Task item
From the listing below, copy only the lines from the line that contains "free timer id." to the line that contains "impl fmt::Display for TimerId", counting those two lines as part of the copy.

Input
# # # # # # #
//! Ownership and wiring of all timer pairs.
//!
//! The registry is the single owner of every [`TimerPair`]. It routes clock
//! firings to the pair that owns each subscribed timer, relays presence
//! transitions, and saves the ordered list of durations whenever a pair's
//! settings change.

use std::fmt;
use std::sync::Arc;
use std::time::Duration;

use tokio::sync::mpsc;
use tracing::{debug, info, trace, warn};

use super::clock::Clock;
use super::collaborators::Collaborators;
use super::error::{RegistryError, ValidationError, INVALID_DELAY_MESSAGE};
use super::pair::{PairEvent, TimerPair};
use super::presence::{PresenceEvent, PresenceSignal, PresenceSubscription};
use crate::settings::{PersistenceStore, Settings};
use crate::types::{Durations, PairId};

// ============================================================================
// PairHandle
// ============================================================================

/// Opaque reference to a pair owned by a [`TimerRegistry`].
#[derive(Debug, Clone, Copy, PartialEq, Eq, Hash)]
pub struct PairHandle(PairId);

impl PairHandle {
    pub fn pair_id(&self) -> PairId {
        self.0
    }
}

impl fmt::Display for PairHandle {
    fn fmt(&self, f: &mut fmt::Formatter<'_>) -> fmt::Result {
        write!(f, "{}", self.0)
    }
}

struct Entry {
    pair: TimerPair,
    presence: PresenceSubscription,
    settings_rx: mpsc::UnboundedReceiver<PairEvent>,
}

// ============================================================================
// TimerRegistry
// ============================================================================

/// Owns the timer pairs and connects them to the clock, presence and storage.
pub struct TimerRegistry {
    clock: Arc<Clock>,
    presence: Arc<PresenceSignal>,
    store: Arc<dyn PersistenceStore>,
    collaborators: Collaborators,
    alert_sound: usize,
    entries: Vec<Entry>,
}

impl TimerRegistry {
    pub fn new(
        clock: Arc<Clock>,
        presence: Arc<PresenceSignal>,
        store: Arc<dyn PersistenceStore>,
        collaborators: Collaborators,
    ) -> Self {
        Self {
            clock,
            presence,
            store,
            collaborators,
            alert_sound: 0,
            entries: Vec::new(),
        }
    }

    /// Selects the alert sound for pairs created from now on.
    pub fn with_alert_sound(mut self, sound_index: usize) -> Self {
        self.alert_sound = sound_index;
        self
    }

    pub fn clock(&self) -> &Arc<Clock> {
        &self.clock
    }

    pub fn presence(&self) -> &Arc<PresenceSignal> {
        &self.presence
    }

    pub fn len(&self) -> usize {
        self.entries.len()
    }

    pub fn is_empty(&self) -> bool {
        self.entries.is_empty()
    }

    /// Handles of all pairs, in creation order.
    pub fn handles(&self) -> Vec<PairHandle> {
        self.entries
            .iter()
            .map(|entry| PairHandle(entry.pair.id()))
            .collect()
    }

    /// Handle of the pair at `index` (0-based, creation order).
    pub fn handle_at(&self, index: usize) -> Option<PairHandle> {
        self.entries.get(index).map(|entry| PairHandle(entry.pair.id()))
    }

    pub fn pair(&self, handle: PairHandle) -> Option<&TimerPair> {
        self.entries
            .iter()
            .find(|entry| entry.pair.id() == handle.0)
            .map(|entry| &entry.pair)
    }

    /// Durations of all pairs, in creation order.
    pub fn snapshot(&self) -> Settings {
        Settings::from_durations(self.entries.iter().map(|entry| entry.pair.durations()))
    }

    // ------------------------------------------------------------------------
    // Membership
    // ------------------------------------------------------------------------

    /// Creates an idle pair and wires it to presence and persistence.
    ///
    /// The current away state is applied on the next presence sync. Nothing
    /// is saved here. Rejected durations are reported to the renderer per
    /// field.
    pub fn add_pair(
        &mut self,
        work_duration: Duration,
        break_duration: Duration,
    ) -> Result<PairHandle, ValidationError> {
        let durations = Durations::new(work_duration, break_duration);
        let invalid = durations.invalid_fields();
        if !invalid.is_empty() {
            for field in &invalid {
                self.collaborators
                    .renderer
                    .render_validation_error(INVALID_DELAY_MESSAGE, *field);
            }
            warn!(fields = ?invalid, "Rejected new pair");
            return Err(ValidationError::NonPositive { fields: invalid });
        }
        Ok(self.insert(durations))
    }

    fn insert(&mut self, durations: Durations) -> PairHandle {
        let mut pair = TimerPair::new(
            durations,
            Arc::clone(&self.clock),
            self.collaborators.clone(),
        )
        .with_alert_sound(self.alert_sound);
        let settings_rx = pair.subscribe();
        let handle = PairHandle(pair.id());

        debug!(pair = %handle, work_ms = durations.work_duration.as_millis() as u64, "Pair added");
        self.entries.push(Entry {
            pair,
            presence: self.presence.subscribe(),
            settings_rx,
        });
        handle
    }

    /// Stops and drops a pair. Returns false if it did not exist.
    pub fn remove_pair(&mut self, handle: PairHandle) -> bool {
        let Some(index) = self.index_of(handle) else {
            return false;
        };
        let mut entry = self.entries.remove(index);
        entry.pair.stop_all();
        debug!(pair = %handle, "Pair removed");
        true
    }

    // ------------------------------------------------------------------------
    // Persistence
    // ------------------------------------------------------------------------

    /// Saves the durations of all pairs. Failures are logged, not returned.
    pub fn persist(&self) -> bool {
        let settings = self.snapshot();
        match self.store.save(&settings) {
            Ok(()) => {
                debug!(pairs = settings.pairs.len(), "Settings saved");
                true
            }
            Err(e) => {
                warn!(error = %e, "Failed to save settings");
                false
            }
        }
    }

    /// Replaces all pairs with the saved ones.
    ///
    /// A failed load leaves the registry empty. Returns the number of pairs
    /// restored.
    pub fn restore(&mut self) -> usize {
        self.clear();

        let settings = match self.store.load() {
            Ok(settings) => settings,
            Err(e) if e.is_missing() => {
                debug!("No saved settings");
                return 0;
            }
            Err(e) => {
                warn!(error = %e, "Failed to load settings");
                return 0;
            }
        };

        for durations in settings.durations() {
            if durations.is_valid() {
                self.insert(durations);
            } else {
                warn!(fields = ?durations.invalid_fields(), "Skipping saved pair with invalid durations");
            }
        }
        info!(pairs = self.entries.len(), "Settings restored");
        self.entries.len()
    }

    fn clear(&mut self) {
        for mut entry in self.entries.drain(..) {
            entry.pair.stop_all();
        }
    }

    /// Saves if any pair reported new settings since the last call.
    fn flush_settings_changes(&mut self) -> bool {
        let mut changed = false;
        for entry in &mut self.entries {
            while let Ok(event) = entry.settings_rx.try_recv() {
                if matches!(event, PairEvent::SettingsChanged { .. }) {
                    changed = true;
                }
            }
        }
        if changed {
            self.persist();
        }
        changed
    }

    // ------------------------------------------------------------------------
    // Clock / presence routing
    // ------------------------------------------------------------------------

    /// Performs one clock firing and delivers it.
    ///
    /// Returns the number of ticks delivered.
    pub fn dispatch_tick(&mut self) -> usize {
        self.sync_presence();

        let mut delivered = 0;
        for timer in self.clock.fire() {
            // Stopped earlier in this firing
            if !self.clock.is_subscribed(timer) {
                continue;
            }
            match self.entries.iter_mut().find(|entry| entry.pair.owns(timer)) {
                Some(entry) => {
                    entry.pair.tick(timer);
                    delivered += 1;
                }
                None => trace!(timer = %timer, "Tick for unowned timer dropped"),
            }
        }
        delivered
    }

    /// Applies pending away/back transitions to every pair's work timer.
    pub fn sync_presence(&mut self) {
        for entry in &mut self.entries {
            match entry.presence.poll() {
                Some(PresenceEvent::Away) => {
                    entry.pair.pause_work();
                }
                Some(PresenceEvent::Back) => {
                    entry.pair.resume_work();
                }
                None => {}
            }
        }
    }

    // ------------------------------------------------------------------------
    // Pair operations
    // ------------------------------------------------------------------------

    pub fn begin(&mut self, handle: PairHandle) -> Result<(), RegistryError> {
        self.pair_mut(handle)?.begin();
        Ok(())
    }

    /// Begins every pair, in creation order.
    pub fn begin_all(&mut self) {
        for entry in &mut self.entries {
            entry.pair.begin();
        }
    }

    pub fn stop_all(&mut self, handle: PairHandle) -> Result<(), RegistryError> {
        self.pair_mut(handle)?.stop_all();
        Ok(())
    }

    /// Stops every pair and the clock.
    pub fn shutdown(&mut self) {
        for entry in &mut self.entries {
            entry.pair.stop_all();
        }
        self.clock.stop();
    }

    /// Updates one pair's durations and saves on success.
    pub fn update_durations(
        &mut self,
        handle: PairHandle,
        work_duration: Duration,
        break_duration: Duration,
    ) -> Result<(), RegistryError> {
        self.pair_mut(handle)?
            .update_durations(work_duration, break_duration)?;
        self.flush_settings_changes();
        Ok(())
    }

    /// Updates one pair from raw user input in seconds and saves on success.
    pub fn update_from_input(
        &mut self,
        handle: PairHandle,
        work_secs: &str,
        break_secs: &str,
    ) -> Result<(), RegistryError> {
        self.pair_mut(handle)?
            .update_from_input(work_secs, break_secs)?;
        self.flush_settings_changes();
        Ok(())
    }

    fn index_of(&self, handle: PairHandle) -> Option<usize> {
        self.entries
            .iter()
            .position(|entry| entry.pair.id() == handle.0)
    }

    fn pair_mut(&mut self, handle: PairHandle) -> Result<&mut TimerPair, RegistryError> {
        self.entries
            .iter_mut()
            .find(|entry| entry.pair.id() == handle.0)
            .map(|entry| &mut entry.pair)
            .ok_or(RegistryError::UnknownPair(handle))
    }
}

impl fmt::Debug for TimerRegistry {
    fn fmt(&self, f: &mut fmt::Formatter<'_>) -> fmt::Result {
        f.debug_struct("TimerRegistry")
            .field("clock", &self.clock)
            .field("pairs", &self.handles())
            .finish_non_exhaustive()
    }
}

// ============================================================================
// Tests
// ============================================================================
# # # # # # #
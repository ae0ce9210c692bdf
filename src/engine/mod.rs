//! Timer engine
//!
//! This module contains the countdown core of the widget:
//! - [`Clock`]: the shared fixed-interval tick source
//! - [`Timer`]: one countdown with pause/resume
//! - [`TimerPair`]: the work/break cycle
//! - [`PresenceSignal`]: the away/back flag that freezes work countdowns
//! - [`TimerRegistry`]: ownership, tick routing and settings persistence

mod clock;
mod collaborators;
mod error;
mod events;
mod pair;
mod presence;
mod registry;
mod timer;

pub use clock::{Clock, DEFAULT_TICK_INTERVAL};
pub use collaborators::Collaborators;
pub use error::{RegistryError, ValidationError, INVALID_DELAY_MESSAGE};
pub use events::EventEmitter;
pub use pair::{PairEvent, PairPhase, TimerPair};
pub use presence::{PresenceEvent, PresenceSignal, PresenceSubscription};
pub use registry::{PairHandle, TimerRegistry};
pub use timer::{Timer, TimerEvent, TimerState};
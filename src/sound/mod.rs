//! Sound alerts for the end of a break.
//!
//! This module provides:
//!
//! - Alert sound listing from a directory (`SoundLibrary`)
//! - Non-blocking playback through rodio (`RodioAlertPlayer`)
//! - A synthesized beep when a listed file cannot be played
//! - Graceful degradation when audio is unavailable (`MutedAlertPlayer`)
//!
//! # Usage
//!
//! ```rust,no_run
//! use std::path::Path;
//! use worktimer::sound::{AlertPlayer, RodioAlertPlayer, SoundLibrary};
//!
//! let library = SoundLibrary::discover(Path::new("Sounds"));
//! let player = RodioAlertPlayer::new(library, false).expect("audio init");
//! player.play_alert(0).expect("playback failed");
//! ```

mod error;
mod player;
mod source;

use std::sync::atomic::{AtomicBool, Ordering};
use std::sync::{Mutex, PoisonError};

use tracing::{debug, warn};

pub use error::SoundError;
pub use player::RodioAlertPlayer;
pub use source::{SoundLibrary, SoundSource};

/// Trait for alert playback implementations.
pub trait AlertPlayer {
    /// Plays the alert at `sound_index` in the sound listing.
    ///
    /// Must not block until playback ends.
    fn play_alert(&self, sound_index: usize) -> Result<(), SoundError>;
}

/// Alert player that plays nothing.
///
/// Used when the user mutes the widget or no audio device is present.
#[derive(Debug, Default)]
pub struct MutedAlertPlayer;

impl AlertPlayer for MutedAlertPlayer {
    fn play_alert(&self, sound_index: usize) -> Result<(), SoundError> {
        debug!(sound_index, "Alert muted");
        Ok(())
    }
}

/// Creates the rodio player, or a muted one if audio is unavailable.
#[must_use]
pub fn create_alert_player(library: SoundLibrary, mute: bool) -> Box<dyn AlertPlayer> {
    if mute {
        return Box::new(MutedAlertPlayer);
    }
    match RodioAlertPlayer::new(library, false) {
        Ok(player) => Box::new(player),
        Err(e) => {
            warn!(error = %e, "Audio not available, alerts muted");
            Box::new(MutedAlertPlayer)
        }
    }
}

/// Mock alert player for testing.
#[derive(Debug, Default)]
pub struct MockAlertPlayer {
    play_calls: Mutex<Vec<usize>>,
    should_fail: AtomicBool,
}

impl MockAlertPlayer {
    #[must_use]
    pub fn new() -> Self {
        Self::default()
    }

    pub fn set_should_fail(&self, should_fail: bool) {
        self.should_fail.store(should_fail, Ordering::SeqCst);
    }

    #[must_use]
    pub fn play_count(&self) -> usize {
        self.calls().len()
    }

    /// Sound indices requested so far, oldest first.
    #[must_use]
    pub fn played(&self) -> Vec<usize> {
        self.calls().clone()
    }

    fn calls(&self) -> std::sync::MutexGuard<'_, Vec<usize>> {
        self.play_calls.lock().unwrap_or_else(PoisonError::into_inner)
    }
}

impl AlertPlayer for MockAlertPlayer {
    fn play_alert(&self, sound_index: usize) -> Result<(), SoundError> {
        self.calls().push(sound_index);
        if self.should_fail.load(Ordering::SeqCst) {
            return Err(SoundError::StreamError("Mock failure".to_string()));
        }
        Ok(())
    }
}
# # # # # # #
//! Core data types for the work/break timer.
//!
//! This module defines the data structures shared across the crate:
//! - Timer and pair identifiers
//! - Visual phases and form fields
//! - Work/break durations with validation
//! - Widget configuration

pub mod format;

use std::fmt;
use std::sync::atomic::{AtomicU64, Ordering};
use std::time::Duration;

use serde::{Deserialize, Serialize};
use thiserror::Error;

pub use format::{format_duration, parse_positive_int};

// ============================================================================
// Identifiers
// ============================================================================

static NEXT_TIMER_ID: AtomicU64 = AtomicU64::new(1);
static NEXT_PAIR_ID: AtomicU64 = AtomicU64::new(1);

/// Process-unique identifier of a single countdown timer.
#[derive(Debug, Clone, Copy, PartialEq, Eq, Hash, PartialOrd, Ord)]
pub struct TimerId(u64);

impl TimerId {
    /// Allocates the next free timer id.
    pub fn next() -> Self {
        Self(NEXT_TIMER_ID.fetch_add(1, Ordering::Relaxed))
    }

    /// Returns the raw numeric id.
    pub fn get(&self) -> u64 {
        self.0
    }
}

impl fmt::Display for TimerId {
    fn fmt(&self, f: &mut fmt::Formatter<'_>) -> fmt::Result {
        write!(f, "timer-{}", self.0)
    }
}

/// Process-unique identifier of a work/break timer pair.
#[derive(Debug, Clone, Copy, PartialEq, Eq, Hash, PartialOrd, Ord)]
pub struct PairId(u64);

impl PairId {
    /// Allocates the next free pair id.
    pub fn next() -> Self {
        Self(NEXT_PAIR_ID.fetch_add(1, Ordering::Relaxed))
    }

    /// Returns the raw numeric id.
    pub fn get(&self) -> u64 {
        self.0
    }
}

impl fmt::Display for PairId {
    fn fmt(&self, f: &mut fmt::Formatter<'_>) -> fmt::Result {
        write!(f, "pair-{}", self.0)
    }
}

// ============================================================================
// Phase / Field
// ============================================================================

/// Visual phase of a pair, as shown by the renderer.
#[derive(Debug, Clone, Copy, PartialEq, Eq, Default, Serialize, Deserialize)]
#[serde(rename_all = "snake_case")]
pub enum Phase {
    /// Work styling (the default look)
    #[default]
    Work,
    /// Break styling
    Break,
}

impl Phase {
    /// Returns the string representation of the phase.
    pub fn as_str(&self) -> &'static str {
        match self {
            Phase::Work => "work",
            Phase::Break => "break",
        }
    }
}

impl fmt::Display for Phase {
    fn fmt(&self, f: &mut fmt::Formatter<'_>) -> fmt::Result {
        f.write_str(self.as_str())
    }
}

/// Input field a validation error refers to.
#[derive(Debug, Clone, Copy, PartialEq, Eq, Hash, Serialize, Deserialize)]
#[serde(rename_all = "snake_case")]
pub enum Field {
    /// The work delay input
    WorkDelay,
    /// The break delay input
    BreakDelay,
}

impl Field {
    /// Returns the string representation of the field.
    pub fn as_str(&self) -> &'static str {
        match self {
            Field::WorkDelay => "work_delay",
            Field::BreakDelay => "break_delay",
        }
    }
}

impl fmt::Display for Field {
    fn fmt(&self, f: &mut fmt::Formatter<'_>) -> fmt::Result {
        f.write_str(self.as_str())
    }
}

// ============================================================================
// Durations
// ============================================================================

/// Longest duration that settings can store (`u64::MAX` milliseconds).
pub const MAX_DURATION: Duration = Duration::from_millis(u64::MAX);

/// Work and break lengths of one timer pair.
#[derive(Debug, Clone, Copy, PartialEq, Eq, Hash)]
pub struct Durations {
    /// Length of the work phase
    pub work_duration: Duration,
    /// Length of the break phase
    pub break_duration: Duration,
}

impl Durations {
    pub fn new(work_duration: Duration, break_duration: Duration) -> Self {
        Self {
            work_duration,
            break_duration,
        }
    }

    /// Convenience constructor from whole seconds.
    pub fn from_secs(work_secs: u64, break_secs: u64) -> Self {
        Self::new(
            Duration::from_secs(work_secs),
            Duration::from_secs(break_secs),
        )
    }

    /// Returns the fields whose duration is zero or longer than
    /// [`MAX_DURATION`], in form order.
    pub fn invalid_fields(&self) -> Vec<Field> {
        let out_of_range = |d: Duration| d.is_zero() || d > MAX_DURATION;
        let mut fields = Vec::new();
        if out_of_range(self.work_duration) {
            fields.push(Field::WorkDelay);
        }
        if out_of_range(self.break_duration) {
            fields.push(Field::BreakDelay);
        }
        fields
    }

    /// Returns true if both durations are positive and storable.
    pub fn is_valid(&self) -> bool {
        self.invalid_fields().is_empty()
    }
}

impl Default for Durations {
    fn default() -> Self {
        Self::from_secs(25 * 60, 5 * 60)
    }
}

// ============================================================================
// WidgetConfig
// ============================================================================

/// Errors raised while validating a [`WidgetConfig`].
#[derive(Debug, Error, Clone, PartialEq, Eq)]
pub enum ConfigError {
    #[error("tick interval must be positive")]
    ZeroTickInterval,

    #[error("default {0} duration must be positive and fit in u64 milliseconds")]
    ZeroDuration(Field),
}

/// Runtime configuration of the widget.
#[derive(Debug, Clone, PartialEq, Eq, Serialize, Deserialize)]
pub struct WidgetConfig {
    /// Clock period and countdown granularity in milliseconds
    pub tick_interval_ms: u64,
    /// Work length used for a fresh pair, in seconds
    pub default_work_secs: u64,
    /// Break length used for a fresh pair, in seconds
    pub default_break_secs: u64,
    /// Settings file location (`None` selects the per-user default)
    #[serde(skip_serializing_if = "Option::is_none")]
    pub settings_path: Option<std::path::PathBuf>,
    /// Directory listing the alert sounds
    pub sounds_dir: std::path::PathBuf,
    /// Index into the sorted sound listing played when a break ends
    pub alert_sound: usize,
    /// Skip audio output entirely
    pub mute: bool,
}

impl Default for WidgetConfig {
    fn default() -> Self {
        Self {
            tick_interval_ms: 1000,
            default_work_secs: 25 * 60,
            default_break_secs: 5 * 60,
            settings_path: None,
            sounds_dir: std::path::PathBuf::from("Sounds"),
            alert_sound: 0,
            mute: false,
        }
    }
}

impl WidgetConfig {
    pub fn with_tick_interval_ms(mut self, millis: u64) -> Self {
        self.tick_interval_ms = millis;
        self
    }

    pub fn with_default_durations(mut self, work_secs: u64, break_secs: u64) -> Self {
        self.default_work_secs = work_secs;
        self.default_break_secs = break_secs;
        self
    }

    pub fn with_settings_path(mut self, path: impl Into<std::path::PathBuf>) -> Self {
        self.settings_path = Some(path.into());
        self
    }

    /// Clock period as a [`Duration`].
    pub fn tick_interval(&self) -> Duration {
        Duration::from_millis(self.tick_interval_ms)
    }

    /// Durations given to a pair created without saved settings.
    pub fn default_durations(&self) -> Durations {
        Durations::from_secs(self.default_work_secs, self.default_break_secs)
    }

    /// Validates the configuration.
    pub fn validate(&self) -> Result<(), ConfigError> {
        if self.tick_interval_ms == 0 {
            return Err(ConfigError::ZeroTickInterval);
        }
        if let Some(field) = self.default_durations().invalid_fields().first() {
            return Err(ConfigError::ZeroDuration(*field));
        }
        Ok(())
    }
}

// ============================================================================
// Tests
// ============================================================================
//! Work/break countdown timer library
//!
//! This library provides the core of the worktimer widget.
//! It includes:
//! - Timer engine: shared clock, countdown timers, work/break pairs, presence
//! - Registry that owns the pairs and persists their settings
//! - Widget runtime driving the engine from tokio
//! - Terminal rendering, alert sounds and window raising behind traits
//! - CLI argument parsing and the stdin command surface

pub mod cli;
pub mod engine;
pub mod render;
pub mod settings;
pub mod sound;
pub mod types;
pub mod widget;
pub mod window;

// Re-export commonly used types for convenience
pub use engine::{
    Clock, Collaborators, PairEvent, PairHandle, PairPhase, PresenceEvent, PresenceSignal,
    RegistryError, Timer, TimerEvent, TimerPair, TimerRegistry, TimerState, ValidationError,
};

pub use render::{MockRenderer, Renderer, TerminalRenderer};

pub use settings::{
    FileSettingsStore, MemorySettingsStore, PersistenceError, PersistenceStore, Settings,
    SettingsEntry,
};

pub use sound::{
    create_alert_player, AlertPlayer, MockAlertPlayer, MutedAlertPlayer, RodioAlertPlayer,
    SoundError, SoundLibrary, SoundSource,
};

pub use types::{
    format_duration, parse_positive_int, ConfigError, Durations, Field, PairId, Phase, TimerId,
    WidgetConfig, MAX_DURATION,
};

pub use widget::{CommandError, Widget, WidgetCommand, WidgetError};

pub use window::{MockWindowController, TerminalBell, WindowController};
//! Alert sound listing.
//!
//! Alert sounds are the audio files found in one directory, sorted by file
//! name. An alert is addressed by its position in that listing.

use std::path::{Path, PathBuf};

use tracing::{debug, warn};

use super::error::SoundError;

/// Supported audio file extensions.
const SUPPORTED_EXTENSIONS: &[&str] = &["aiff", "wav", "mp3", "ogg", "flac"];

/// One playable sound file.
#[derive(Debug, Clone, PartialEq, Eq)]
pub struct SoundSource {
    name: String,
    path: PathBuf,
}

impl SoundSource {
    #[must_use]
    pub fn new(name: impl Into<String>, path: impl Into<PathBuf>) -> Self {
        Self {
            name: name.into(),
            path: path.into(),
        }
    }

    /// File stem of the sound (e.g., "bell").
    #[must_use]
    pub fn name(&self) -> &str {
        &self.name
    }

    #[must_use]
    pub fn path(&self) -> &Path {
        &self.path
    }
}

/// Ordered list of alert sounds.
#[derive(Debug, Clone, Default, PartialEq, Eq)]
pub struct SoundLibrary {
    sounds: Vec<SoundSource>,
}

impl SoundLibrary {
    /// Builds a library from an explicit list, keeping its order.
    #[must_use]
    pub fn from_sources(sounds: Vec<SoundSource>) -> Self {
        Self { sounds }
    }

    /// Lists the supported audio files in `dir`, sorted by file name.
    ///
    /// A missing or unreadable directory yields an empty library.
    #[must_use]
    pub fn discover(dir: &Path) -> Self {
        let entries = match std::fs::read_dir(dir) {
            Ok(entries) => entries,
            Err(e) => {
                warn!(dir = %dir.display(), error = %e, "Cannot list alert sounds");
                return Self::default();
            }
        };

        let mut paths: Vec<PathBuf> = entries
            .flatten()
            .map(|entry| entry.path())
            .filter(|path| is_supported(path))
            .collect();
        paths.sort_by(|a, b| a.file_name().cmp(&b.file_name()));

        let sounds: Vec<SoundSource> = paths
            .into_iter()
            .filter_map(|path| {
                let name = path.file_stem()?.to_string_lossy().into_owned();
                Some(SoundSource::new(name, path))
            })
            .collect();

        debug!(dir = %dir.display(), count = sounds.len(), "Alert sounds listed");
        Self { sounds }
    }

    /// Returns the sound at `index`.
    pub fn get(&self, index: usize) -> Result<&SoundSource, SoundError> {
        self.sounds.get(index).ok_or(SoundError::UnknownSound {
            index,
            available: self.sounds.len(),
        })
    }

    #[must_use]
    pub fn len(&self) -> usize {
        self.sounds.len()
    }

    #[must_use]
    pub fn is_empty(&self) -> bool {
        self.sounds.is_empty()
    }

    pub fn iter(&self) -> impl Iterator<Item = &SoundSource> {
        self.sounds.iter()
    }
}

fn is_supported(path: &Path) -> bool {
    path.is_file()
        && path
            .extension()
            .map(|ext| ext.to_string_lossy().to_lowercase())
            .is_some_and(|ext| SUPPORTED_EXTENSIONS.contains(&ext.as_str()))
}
# # # # # # #
Written response
    /// Allocates the next free timer id.
    pub fn next() -> Self {
        Self(NEXT_TIMER_ID.fetch_add(1, Ordering::Relaxed))
    }

    /// Returns the raw numeric id.
    pub fn get(&self) -> u64 {
        self.0
    }
}

impl fmt::Display for TimerId {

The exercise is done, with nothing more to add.